Three million U.S. households continue to rent their homes rather than own them in spite of having relatively high incomes, reports The Wall Street Journal. The Real Deal talked to REIT analyst Alex Goldfarb about the outlook for a commercial real estate downturn. These are among today’s must reads from around the commercial real estate industry.

  1. Three Million U.S. Households Making Over $150,000 Are Still Renting “The number of Americans earning more than $150,000 has been rising in recent years. But higher mortgage rates and steeper home prices have put home purchases beyond the reach of many of these relatively high-earners. Other affluent renters can’t find a house that meets all their expectations, or want to rent in a new city before making a decision on what to buy. Some want to remain mobile and prefer the flexibility of renting over the commitment of homeownership.” (The Wall Street Journal)
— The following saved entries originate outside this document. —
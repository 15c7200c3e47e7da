//! The seam between editing sessions and whatever persists documents.
//!
//! `PersistenceCoordinator` implements it in-process; `SyncClient`
//! implements it over a WebSocket connection. Sessions only see this trait.

use async_trait::async_trait;
use std::sync::Arc;

use crate::channel::Subscription;
use crate::document::{ChangeNotification, Document, DocumentId, NewDocument, SessionId};
use crate::error::SyncError;

#[async_trait]
pub trait DocumentBackend: Send + Sync {
    /// Bootstrap read before editing and subscribing.
    async fn open(&self, id: DocumentId) -> Result<Document, SyncError>;

    async fn create(&self, new: NewDocument) -> Result<Document, SyncError>;

    /// Persist title and content, then notify subscribers with `origin`.
    async fn save(
        &self,
        id: DocumentId,
        title: String,
        content: String,
        origin: &SessionId,
    ) -> Result<Document, SyncError>;

    /// Change notifications for `id` from now on.
    async fn subscribe(&self, id: DocumentId)
        -> Result<Subscription<ChangeNotification>, SyncError>;

    async fn unsubscribe(&self, subscription: Subscription<ChangeNotification>);
}

pub type SharedBackend = Arc<dyn DocumentBackend>;
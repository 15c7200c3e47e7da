//! Coalesces bursts of local edits into one persist after a quiet period.
//!
//! Each edit aborts the sleeping timer and spawns a new one, so only the
//! last edit of a burst reaches the backend. Once a timer wakes it removes
//! its own handle before saving; from then on it cannot be aborted and an
//! in-flight save always runs to completion.

use std::sync::Arc;
use std::time::Duration;
use tokio::sync::{mpsc, Mutex};

use crate::backend::SharedBackend;
use crate::document::{Document, DocumentId, SessionId};
use crate::error::SyncError;
use crate::reconciler::{SessionState, SyncStatus};
use crate::session::{self, SessionEvent};

pub struct Debouncer {
    inner: Arc<DebounceInner>,
}

struct DebounceInner {
    backend: SharedBackend,
    document_id: DocumentId,
    origin: SessionId,
    delay: Duration,
    state: Arc<Mutex<SessionState>>,
    /// One save at a time per session
    save_lock: Mutex<()>,
    events: mpsc::Sender<SessionEvent>,
}

impl Debouncer {
    pub(crate) fn new(
        backend: SharedBackend,
        document_id: DocumentId,
        origin: SessionId,
        delay: Duration,
        state: Arc<Mutex<SessionState>>,
        events: mpsc::Sender<SessionEvent>,
    ) -> Self {
        Self {
            inner: Arc::new(DebounceInner {
                backend,
                document_id,
                origin,
                delay,
                state,
                save_lock: Mutex::new(()),
                events,
            }),
        }
    }

    pub fn delay(&self) -> Duration {
        self.inner.delay
    }

    /// Apply the edit locally and (re)start the quiet-period timer.
    pub async fn on_local_edit(&self, title: String, content: String) {
        let mut state = self.inner.state.lock().await;
        let before = state.status();
        let seq = state.record_local_edit(title, content);

        if let Some(timer) = state.pending_timer.take() {
            timer.abort();
        }
        let inner = self.inner.clone();
        state.pending_timer = Some(tokio::spawn(async move {
            tokio::time::sleep(inner.delay).await;
            inner.fire(seq).await;
        }));
        let status = state.status();
        drop(state);

        if status != before {
            self.inner.emit(SessionEvent::StatusChanged(status));
        }
    }

    /// Cancel a sleeping timer and persist the pending edit now.
    ///
    /// Waits for an in-flight save first. Returns `Ok(None)` when there
    /// was nothing left to persist.
    pub async fn flush(&self) -> Result<Option<Document>, SyncError> {
        self.cancel().await;
        self.inner.persist().await
    }

    /// Cancel a sleeping timer without saving.
    pub async fn cancel(&self) {
        let mut state = self.inner.state.lock().await;
        if let Some(timer) = state.pending_timer.take() {
            timer.abort();
        }
    }
}

impl DebounceInner {
    async fn fire(&self, seq: u64) {
        {
            let mut state = self.state.lock().await;
            // A newer edit owns the timer slot now
            if state.edit_seq != seq {
                return;
            }
            state.pending_timer = None;
        }

        if let Err(e) = self.persist().await {
            log::debug!("Debounced save of {} failed: {e}", self.document_id);
        }
    }

    async fn persist(&self) -> Result<Option<Document>, SyncError> {
        let _guard = self.save_lock.lock().await;

        let edit = {
            let mut state = self.state.lock().await;
            match state.begin_save() {
                Some(edit) => edit,
                None => return Ok(None),
            }
        };
        self.emit(SessionEvent::StatusChanged(SyncStatus::Saving));

        let result = self
            .backend
            .save(
                self.document_id,
                edit.title.clone(),
                edit.content.clone(),
                &self.origin,
            )
            .await;

        let mut state = self.state.lock().await;
        match result {
            Ok(doc) => {
                state.complete_save(&edit, &doc);
                let status = state.status();
                drop(state);

                log::debug!("Session {} saved {}", self.origin, self.document_id);
                self.emit(SessionEvent::Saved(doc.clone()));
                self.emit(SessionEvent::StatusChanged(status));
                Ok(Some(doc))
            }
            Err(e) => {
                state.fail_save(edit, e.clone());
                let status = state.status();
                drop(state);

                log::warn!(
                    "Session {} could not save {}: {e}",
                    self.origin,
                    self.document_id
                );
                self.emit(SessionEvent::SaveFailed(e.clone()));
                self.emit(SessionEvent::StatusChanged(status));
                Err(e)
            }
        }
    }

    fn emit(&self, event: SessionEvent) {
        session::emit(&self.events, event);
    }
}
  2. REIT Analyst Alex Goldfarb on Real Estate’s ‘Recession’ “The FTSE Nareit stock index, a benchmark for U.S. REITs’ performance, is down roughly 20 percent over the past year, compared to a drop of about 8 percent for the S&P 500. Goldfarb talked with The Real Deal about how rising interest rates are squeezing commercial landlords, what investors are telling REIT managers and what it’s been like covering the industry and its people for 20-plus years.” (The Real Deal)
  3. iStar, Safehold’s $1.6B Merger Moves Forward “Stockholders of both iStar Inc. and Safehold Inc. have voted, in separate virtual special meetings, to approve the proposed merger between iStar—Safehold’s largest shareholder—and Safehold. In addition, iStar stockholders approved the issuance of iStar common stock in connection with the move. The merger reportedly will create the only publicly traded, self-managed, pure-play ground lease company.” (Commercial Property Executive)
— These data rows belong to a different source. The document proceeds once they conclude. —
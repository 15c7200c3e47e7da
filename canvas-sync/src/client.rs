//! WebSocket client implementing `DocumentBackend` against a `SyncServer`.
//!
//! Provides:
//! - Connection lifecycle (connect, disconnect)
//! - Request/reply correlation by `request_id`
//! - A client-local `SyncChannel` that relays `Change` frames to the
//!   sessions of this process
//!
//! There is no offline queue and no automatic reconnect. While disconnected
//! every request fails; after reconnecting, sessions call `refresh` since
//! changes missed in between are not replayed.

use async_trait::async_trait;
use futures_util::{SinkExt, StreamExt};
use std::collections::HashMap;
use std::sync::atomic::{AtomicU64, Ordering};
use std::sync::Arc;
use std::time::Duration;
use tokio::sync::{mpsc, oneshot, Mutex, RwLock};
use tokio_tungstenite::tungstenite::Message;

use crate::backend::DocumentBackend;
use crate::channel::{Subscription, SyncChannel, DEFAULT_CHANNEL_CAPACITY};
use crate::document::{ChangeNotification, Document, DocumentId, NewDocument, SessionId};
use crate::error::SyncError;
use crate::protocol::{MessageType, ProtocolError, SaveRequest, SyncMessage};

/// How long a request waits for its reply.
pub const DEFAULT_REQUEST_TIMEOUT: Duration = Duration::from_secs(10);

/// Client connection state.
#[derive(Debug, Clone, Copy, PartialEq, Eq)]
pub enum ConnectionState {
    Disconnected,
    Connecting,
    Connected,
}

/// Events emitted by the sync client.
#[derive(Debug, Clone, PartialEq, Eq)]
pub enum ClientEvent {
    Connected,
    /// Connection lost; pending requests failed and relayed subscriptions ended
    Disconnected,
}

type PendingReplies = Arc<Mutex<HashMap<u64, oneshot::Sender<SyncMessage>>>>;
type LinkSlot = Arc<RwLock<Option<Arc<Link>>>>;

/// One live connection. Every connect builds a fresh one, so nothing a
/// dropped connection leaves behind reaches the next.
struct Link {
    id: u64,
    /// Queue of the WebSocket writer task; the socket closes once every
    /// clone is gone
    outgoing: mpsc::Sender<Vec<u8>>,
    /// Requests sent on this connection awaiting their reply
    pending: PendingReplies,
    /// Closed when the connection drops, which ends its subscriptions
    relay: Arc<SyncChannel<ChangeNotification>>,
}

impl Link {
    /// Fail waiting requests and end relayed subscriptions.
    async fn shut_down(&self) {
        // Dropping the senders fails every waiting request
        self.pending.lock().await.clear();
        self.relay.close().await;
    }
}

/// Take link `id` out of `slot` unless a newer connection replaced it.
async fn release_link(
    slot: &RwLock<Option<Arc<Link>>>,
    state: &RwLock<ConnectionState>,
    id: u64,
) -> Option<Arc<Link>> {
    let mut current = slot.write().await;
    if current.as_ref().map(|link| link.id) != Some(id) {
        return None;
    }
    *state.write().await = ConnectionState::Disconnected;
    current.take()
}

/// The sync client. Share it behind an `Arc`; every method takes `&self`.
pub struct SyncClient {
    /// Sender id for frames not tied to a session
    client_id: SessionId,
    server_url: String,
    state: Arc<RwLock<ConnectionState>>,
    /// The current connection, if any
    link: LinkSlot,
    next_link_id: AtomicU64,
    /// One connect attempt at a time
    connect_lock: Mutex<()>,
    next_request_id: AtomicU64,
    request_timeout: Duration,
    event_tx: mpsc::UnboundedSender<ClientEvent>,
    event_rx: std::sync::Mutex<Option<mpsc::UnboundedReceiver<ClientEvent>>>,
}
//! Topic-keyed pub/sub fan-out.
//!
//! Each topic owns one tokio broadcast channel, so a publish is a single
//! `send` regardless of how many sessions listen. Delivery is at-most-once:
//! a receiver that falls more than `capacity` messages behind skips ahead
//! and the skipped messages are gone. There is no replay for late
//! subscribers and no delivery acknowledgement.
//!
//! Messages are delivered to every subscriber of the topic, including the
//! session that caused them. Filtering self-echo is the subscriber's job.

use std::collections::HashMap;
use std::fmt;
use std::hash::{Hash, Hasher};
use std::marker::PhantomData;
use std::sync::atomic::{AtomicBool, AtomicU64, Ordering};
use std::sync::Arc;
use tokio::sync::{broadcast, RwLock};
use uuid::Uuid;

use crate::document::DocumentId;
use crate::error::SyncError;

/// Default per-subscriber buffer.
pub const DEFAULT_CHANNEL_CAPACITY: usize = 256;

/// A typed topic name: `namespace` + document id.
///
/// The type parameter pins the message type carried on the topic, so a
/// `Topic<ChangeNotification>` cannot be handed to a channel of anything else.
pub struct Topic<T> {
    namespace: &'static str,
    document_id: DocumentId,
    _marker: PhantomData<fn() -> T>,
}

impl<T> Topic<T> {
    pub const fn new(namespace: &'static str, document_id: DocumentId) -> Self {
        Self {
            namespace,
            document_id,
            _marker: PhantomData,
        }
    }

    pub fn namespace(&self) -> &'static str {
        self.namespace
    }

    pub fn document_id(&self) -> DocumentId {
        self.document_id
    }

    fn key(&self) -> TopicKey {
        (self.namespace, self.document_id)
    }
}

// Manual impls keep `T` free of bounds
impl<T> Clone for Topic<T> {
    fn clone(&self) -> Self {
        *self
    }
}

impl<T> Copy for Topic<T> {}

impl<T> PartialEq for Topic<T> {
    fn eq(&self, other: &Self) -> bool {
        self.key() == other.key()
    }
}

impl<T> Eq for Topic<T> {}

impl<T> Hash for Topic<T> {
    fn hash<H: Hasher>(&self, state: &mut H) {
        self.key().hash(state);
    }
}

impl<T> fmt::Debug for Topic<T> {
    fn fmt(&self, f: &mut fmt::Formatter<'_>) -> fmt::Result {
        write!(f, "Topic({}:{})", self.namespace, self.document_id)
    }
}

impl<T> fmt::Display for Topic<T> {
    fn fmt(&self, f: &mut fmt::Formatter<'_>) -> fmt::Result {
        write!(f, "{}:{}", self.namespace, self.document_id)
    }
}

type TopicKey = (&'static str, DocumentId);

/// Identifier of one subscription, for logs and bookkeeping.
#[derive(Debug, Clone, Copy, PartialEq, Eq, Hash)]
pub struct SubscriberId(Uuid);

impl SubscriberId {
    fn new() -> Self {
        Self(Uuid::new_v4())
    }
}

impl fmt::Display for SubscriberId {
    fn fmt(&self, f: &mut fmt::Formatter<'_>) -> fmt::Result {
        write!(f, "{}", self.0)
    }
}

/// A live subscription. Dropping it stops delivery; pass it to
/// [`SyncChannel::unsubscribe`] to also release an empty topic.
pub struct Subscription<T> {
    id: SubscriberId,
    topic: Topic<T>,
    rx: broadcast::Receiver<Arc<T>>,
}

impl<T: Send + Sync + 'static> Subscription<T> {
    pub fn id(&self) -> SubscriberId {
        self.id
    }

    pub fn topic(&self) -> Topic<T> {
        self.topic
    }

    /// Next message, or `None` once the channel is closed.
    ///
    /// Lag is logged and skipped; the lost messages are not recovered.
    pub async fn recv(&mut self) -> Option<Arc<T>> {
        loop {
            match self.rx.recv().await {
                Ok(msg) => return Some(msg),
                Err(broadcast::error::RecvError::Lagged(skipped)) => {
                    log::warn!(
                        "Subscriber {} on {} lagged, {skipped} messages dropped",
                        self.id,
                        self.topic
                    );
                }
                Err(broadcast::error::RecvError::Closed) => return None,
            }
        }
    }
}

impl<T> fmt::Debug for Subscription<T> {
    fn fmt(&self, f: &mut fmt::Formatter<'_>) -> fmt::Result {
        f.debug_struct("Subscription")
            .field("id", &self.id)
            .field("topic", &self.topic)
            .finish()
    }
}

/// Channel counters.
#[derive(Debug, Clone, Default, PartialEq, Eq)]
pub struct ChannelStats {
    pub messages_published: u64,
    /// Sum of receivers reached over all publishes
    pub deliveries: u64,
    pub active_topics: usize,
}

struct AtomicChannelStats {
    messages_published: AtomicU64,
    deliveries: AtomicU64,
}

/// The pub/sub backend shared by coordinators and sessions.
pub struct SyncChannel<T> {
    topics: RwLock<HashMap<TopicKey, broadcast::Sender<Arc<T>>>>,
    capacity: usize,
    closed: AtomicBool,
    stats: AtomicChannelStats,
}

impl<T: Send + Sync + 'static> SyncChannel<T> {
    /// `capacity` is how many messages a slow subscriber may fall behind
    /// before it starts losing them.
    pub fn new(capacity: usize) -> Self {
        Self {
            topics: RwLock::new(HashMap::new()),
            capacity: capacity.max(1),
            closed: AtomicBool::new(false),
            stats: AtomicChannelStats {
                messages_published: AtomicU64::new(0),
                deliveries: AtomicU64::new(0),
            },
        }
    }

    /// Start receiving messages published on `topic` from now on.
    pub async fn subscribe(&self, topic: &Topic<T>) -> Result<Subscription<T>, SyncError> {
        self.ensure_open()?;

        // Fast path: topic already has a sender
        {
            let topics = self.topics.read().await;
            if let Some(sender) = topics.get(&topic.key()) {
                return Ok(self.subscription(topic, sender));
            }
        }

        let mut topics = self.topics.write().await;
        // close() may have run while we waited for the write lock
        self.ensure_open()?;
        let sender = topics
            .entry(topic.key())
            .or_insert_with(|| broadcast::channel(self.capacity).0);
        let sub = self.subscription(topic, sender);
        log::debug!("Topic {topic} created");
        Ok(sub)
    }

    /// Stop a subscription and drop its topic if nobody else listens.
    pub async fn unsubscribe(&self, sub: Subscription<T>) -> bool {
        let topic = sub.topic;
        drop(sub);
        self.release(&topic).await
    }

    /// Drop `topic` if it has no receivers left. Returns true if removed.
    pub async fn release(&self, topic: &Topic<T>) -> bool {
        let mut topics = self.topics.write().await;
        let empty = topics
            .get(&topic.key())
            .is_some_and(|sender| sender.receiver_count() == 0);
        if empty {
            topics.remove(&topic.key());
            log::debug!("Topic {topic} removed");
        }
        empty
    }

    /// Fan `msg` out to every current subscriber of `topic`.
    ///
    /// Returns how many subscribers it reached; zero is not an error.
    pub async fn publish(&self, topic: &Topic<T>, msg: T) -> Result<usize, SyncError> {
        self.ensure_open()?;

        let topics = self.topics.read().await;
        let reached = match topics.get(&topic.key()) {
            Some(sender) => sender.send(Arc::new(msg)).unwrap_or(0),
            None => 0,
        };

        self.stats.messages_published.fetch_add(1, Ordering::Relaxed);
        self.stats
            .deliveries
            .fetch_add(reached as u64, Ordering::Relaxed);
        Ok(reached)
    }

    /// Tear the channel down. Subscribers see end-of-stream; later
    /// publish/subscribe calls fail with `ChannelUnavailable`.
    pub async fn close(&self) {
        self.closed.store(true, Ordering::SeqCst);
        let mut topics = self.topics.write().await;
        let count = topics.len();
        topics.clear();
        log::info!("Sync channel closed ({count} topics dropped)");
    }

    pub fn is_closed(&self) -> bool {
        self.closed.load(Ordering::SeqCst)
    }

    pub async fn subscriber_count(&self, topic: &Topic<T>) -> usize {
        self.topics
            .read()
            .await
            .get(&topic.key())
            .map_or(0, |sender| sender.receiver_count())
    }

    pub async fn topic_count(&self) -> usize {
        self.topics.read().await.len()
    }

    pub async fn stats(&self) -> ChannelStats {
        ChannelStats {
            messages_published: self.stats.messages_published.load(Ordering::Relaxed),
            deliveries: self.stats.deliveries.load(Ordering::Relaxed),
            active_topics: self.topic_count().await,
        }
    }

    pub fn capacity(&self) -> usize {
        self.capacity
    }

    fn subscription(&self, topic: &Topic<T>, sender: &broadcast::Sender<Arc<T>>) -> Subscription<T> {
        Subscription {
            id: SubscriberId::new(),
            topic: *topic,
            rx: sender.subscribe(),
        }
    }

    fn ensure_open(&self) -> Result<(), SyncError> {
        if self.is_closed() {
            return Err(SyncError::ChannelUnavailable(
                "sync channel is closed".to_string(),
            ));
        }
        Ok(())
    }
}

impl<T: Send + Sync + 'static> Default for SyncChannel<T> {
    fn default() -> Self {
        Self::new(DEFAULT_CHANNEL_CAPACITY)
    }
}

#[cfg(test)]
mod tests {
    use super::*;

    const NS: &str = "test";

    fn topic(doc: DocumentId) -> Topic<String> {
        Topic::new(NS, doc)
    }

    #[tokio::test]
    async fn test_subscribe_publish_fan_out() {
        let channel = SyncChannel::<String>::new(16);
        let t = topic(DocumentId::new());

        let mut a = channel.subscribe(&t).await.unwrap();
        let mut b = channel.subscribe(&t).await.unwrap();
        let mut c = channel.subscribe(&t).await.unwrap();

        // Sender included: every subscriber gets it
        let reached = channel.publish(&t, "hello".to_string()).await.unwrap();
        assert_eq!(reached, 3);

        assert_eq!(*a.recv().await.unwrap(), "hello");
        assert_eq!(*b.recv().await.unwrap(), "hello");
        assert_eq!(*c.recv().await.unwrap(), "hello");
    }

    #[tokio::test]
    async fn test_publish_without_subscribers() {
        let channel = SyncChannel::<String>::new(16);
        let reached = channel
            .publish(&topic(DocumentId::new()), "nobody".to_string())
            .await
            .unwrap();
        assert_eq!(reached, 0);
        assert_eq!(channel.topic_count().await, 0);
    }

    #[tokio::test]
    async fn test_topics_are_isolated() {
        let channel = SyncChannel::<String>::new(16);
        let t1 = topic(DocumentId::new());
        let t2 = topic(DocumentId::new());

        let mut s1 = channel.subscribe(&t1).await.unwrap();
        let _s2 = channel.subscribe(&t2).await.unwrap();

        assert_eq!(channel.publish(&t2, "for two".into()).await.unwrap(), 1);
        assert_eq!(channel.publish(&t1, "for one".into()).await.unwrap(), 1);
        assert_eq!(*s1.recv().await.unwrap(), "for one");
    }

    #[tokio::test]
    async fn test_namespaces_are_isolated() {
        let channel = SyncChannel::<String>::new(16);
        let doc = DocumentId::new();
        let a: Topic<String> = Topic::new("a", doc);
        let b: Topic<String> = Topic::new("b", doc);
        assert_ne!(a, b);

        let _sub = channel.subscribe(&a).await.unwrap();
        assert_eq!(channel.publish(&b, "x".into()).await.unwrap(), 0);
    }

    #[tokio::test]
    async fn test_no_replay_for_late_subscriber() {
        let channel = SyncChannel::<String>::new(16);
        let t = topic(DocumentId::new());
        let _early = channel.subscribe(&t).await.unwrap();

        channel.publish(&t, "before".into()).await.unwrap();
        let mut late = channel.subscribe(&t).await.unwrap();
        channel.publish(&t, "after".into()).await.unwrap();

        assert_eq!(*late.recv().await.unwrap(), "after");
    }

    #[tokio::test]
    async fn test_unsubscribe_removes_empty_topic() {
        let channel = SyncChannel::<String>::new(16);
        let t = topic(DocumentId::new());

        let a = channel.subscribe(&t).await.unwrap();
        let b = channel.subscribe(&t).await.unwrap();
        assert_eq!(channel.subscriber_count(&t).await, 2);

        assert!(!channel.unsubscribe(a).await);
        assert_eq!(channel.topic_count().await, 1);
        assert!(channel.unsubscribe(b).await);
        assert_eq!(channel.topic_count().await, 0);
    }

    #[tokio::test]
    async fn test_lagging_subscriber_skips() {
        let channel = SyncChannel::<String>::new(2);
        let t = topic(DocumentId::new());
        let mut sub = channel.subscribe(&t).await.unwrap();

        for i in 0..5 {
            channel.publish(&t, format!("m{i}")).await.unwrap();
        }

        // Oldest messages are lost; the newest survive
        assert_eq!(*sub.recv().await.unwrap(), "m3");
        assert_eq!(*sub.recv().await.unwrap(), "m4");
    }

    #[tokio::test]
    async fn test_close_ends_subscriptions() {
        let channel = SyncChannel::<String>::new(16);
        let t = topic(DocumentId::new());
        let mut sub = channel.subscribe(&t).await.unwrap();

        channel.close().await;
        assert!(channel.is_closed());
        assert!(sub.recv().await.is_none());
        assert!(matches!(
            channel.publish(&t, "x".into()).await,
            Err(SyncError::ChannelUnavailable(_))
        ));
        assert!(matches!(
            channel.subscribe(&t).await,
            Err(SyncError::ChannelUnavailable(_))
        ));
    }

    #[tokio::test]
    async fn test_stats() {
        let channel = SyncChannel::<String>::new(16);
        let t = topic(DocumentId::new());
        let _a = channel.subscribe(&t).await.unwrap();
        let _b = channel.subscribe(&t).await.unwrap();

        channel.publish(&t, "1".into()).await.unwrap();
        channel.publish(&t, "2".into()).await.unwrap();

        let stats = channel.stats().await;
        assert_eq!(stats.messages_published, 2);
        assert_eq!(stats.deliveries, 4);
        assert_eq!(stats.active_topics, 1);
    }
}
  4. Moody’s, Others Say Industrial Sector Starting to Soften “Despite elevated manufacturing and consumer goods production through 2022, the industrial sector is reflecting the start of a softening period, according to Ermengarde Jabir, senior economist at Moody’s Analytics, in a report published on the Scotsman. Jabir said this is occurring across distribution and warehouse properties, as well as flex spaces for research and development purposes. ‘Many U.S. metros are seeing lower or even negative absorption rates, although last year also featured more completions as developers and investors sought to capitalize on the booming sector,’ she said.” (
  5. Oregon PERF to Commit Up to $1.1Bn to Real Estate in 2023 “The Salem-based investor is working towards its longer-term plan to allocate to more non-core strategies.” (PERE)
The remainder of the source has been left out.